====== Raw data ======

//! StatsPusher implementations.

mod websocket;

pub use websocket::WebSocketStatsPusher;
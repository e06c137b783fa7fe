//! UseCase: ヘルスチェック用のプロセス状態取得

use std::sync::Arc;

use crate::domain::{RoomCode, RoomRegistry};

/// プロセスレベルの状態レポート
#[derive(Debug, Clone, PartialEq, Eq)]
pub struct HealthReport {
    /// 登録されているルーム数（グローバルルームを含む）
    pub rooms: usize,
    /// グローバルルームの live 参加者数
    pub global_live_users: usize,
}

/// ヘルスチェックのユースケース
pub struct GetHealthUseCase {
    /// Registry（ルーム管理の抽象化）
    registry: Arc<dyn RoomRegistry>,
}

impl GetHealthUseCase {
    /// 新しい GetHealthUseCase を作成
    pub fn new(registry: Arc<dyn RoomRegistry>) -> Self {
        Self { registry }
    }

    /// プロセス状態を取得
    pub async fn execute(&self) -> HealthReport {
        let rooms = self.registry.room_count().await;
        let global_live_users = self
            .registry
            .get_room(&RoomCode::global())
            .await
            .map(|room| room.live_participant_count())
            .unwrap_or(0);

        HealthReport {
            rooms,
            global_live_users,
        }
    }
}
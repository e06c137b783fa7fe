//! UseCase 層のエラー型定義

use thiserror::Error;

/// 参加者接続時のエラー
#[derive(Debug, Error, PartialEq, Eq)]
pub enum JoinError {
    /// 解決したルームが参加完了前に消えた場合（通常は発生しない）
    #[error("room '{0}' disappeared during join")]
    RoomUnavailable(String),
}

/// ルーム作成時のエラー
#[derive(Debug, Error, PartialEq, Eq)]
pub enum CreateRoomError {
    #[error("failed to allocate a room code")]
    CodeAllocationFailed,
}

/// ルーム統計取得時のエラー
#[derive(Debug, Error, PartialEq, Eq)]
pub enum GetRoomStatsError {
    #[error("room not found")]
    RoomNotFound,
}
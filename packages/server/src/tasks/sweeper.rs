//! Room expiry sweeper.
//!
//! Periodically evicts non-global rooms that have had no live participants
//! for longer than the idle threshold. Eviction is fire-and-forget: former
//! participants are already gone, so nobody is notified.

use std::sync::Arc;
use std::time::Duration;

use tokio::task::JoinHandle;

use crate::domain::RoomRegistry;

/// Spawn the sweeper task. It runs until the process exits.
pub fn spawn_room_sweeper(
    registry: Arc<dyn RoomRegistry>,
    sweep_interval: Duration,
    idle_threshold: Duration,
) -> JoinHandle<()> {
    tokio::spawn(async move {
        let mut ticker = tokio::time::interval(sweep_interval);
        loop {
            ticker.tick().await;

            let evicted = registry
                .evict_idle_rooms(idle_threshold.as_millis() as i64)
                .await;
            if !evicted.is_empty() {
                tracing::info!("Sweeper evicted {} idle room(s)", evicted.len());
            }
        }
    })
}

======

**Work to complete:** The entries above need to be repeated in full, exactly as written.

**Written response:**
//! StatsPusher implementations.

mod websocket;

pub use websocket::WebSocketStatsPusher;
repository e06c137b783fa7fe
//! UseCase: ヘルスチェック用のプロセス状態取得

use std::sync::Arc;

use crate::domain::{RoomCode, RoomRegistry};

/// プロセスレベルの状態レポート
#[derive(Debug, Clone, PartialEq, Eq)]
pub struct HealthReport {
    /// 登録されているルーム数（グローバルルームを含む）
    pub rooms: usize,
    /// グローバルルームの live 参加者数
    pub global_live_users: usize,
}

/// ヘルスチェックのユースケース
pub struct GetHealthUseCase {
    /// Registry（ルーム管理の抽象化）
    registry: Arc<dyn RoomRegistry>,
}

impl GetHealthUseCase {
    /// 新しい GetHealthUseCase を作成
    pub fn new(registry: Arc<dyn RoomRegistry>) -> Self {
        Self { registry }
    }

    /// プロセス状態を取得
    pub async fn execute(&self) -> HealthReport {
        let rooms = self.registry.room_count().await;
        let global_live_users = self
            .registry
            .get_room(&RoomCode::global())
            .await
            .map(|room| room.live_participant_count())
            .unwrap_or(0);

        HealthReport {
            rooms,
            global_live_users,
        }
    }
}
repository e06c137b783fa7fe
//! UseCase 層のエラー型定義

use thiserror::Error;

/// 参加者接続時のエラー
#[derive(Debug, Error, PartialEq, Eq)]
pub enum JoinError {
    /// 解決したルームが参加完了前に消えた場合（通常は発生しない）
    #[error("room '{0}' disappeared during join")]
    RoomUnavailable(String),
}

/// ルーム作成時のエラー
#[derive(Debug, Error, PartialEq, Eq)]
pub enum CreateRoomError {
    #[error("failed to allocate a room code")]
    CodeAllocationFailed,
}

/// ルーム統計取得時のエラー
#[derive(Debug, Error, PartialEq, Eq)]
pub enum GetRoomStatsError {
    #[error("room not found")]
    RoomNotFound,
}
filename packages/server/src/tasks/sweeper.rs
//! Room expiry sweeper.
//!
//! Periodically evicts non-global rooms that have had no live participants
//! for longer than the idle threshold. Eviction is fire-and-forget: former
//! participants are already gone, so nobody is notified.

use std::sync::Arc;
use std::time::Duration;

use tokio::task::JoinHandle;

use crate::domain::RoomRegistry;

/// Spawn the sweeper task. It runs until the process exits.
pub fn spawn_room_sweeper(
    registry: Arc<dyn RoomRegistry>,
    sweep_interval: Duration,
    idle_threshold: Duration,
) -> JoinHandle<()> {
    tokio::spawn(async move {
        let mut ticker = tokio::time::interval(sweep_interval);
        loop {
            ticker.tick().await;

            let evicted = registry
                .evict_idle_rooms(idle_threshold.as_millis() as i64)
                .await;
            if !evicted.is_empty() {
                tracing::info!("Sweeper evicted {} idle room(s)", evicted.len());
            }
        }
    })
}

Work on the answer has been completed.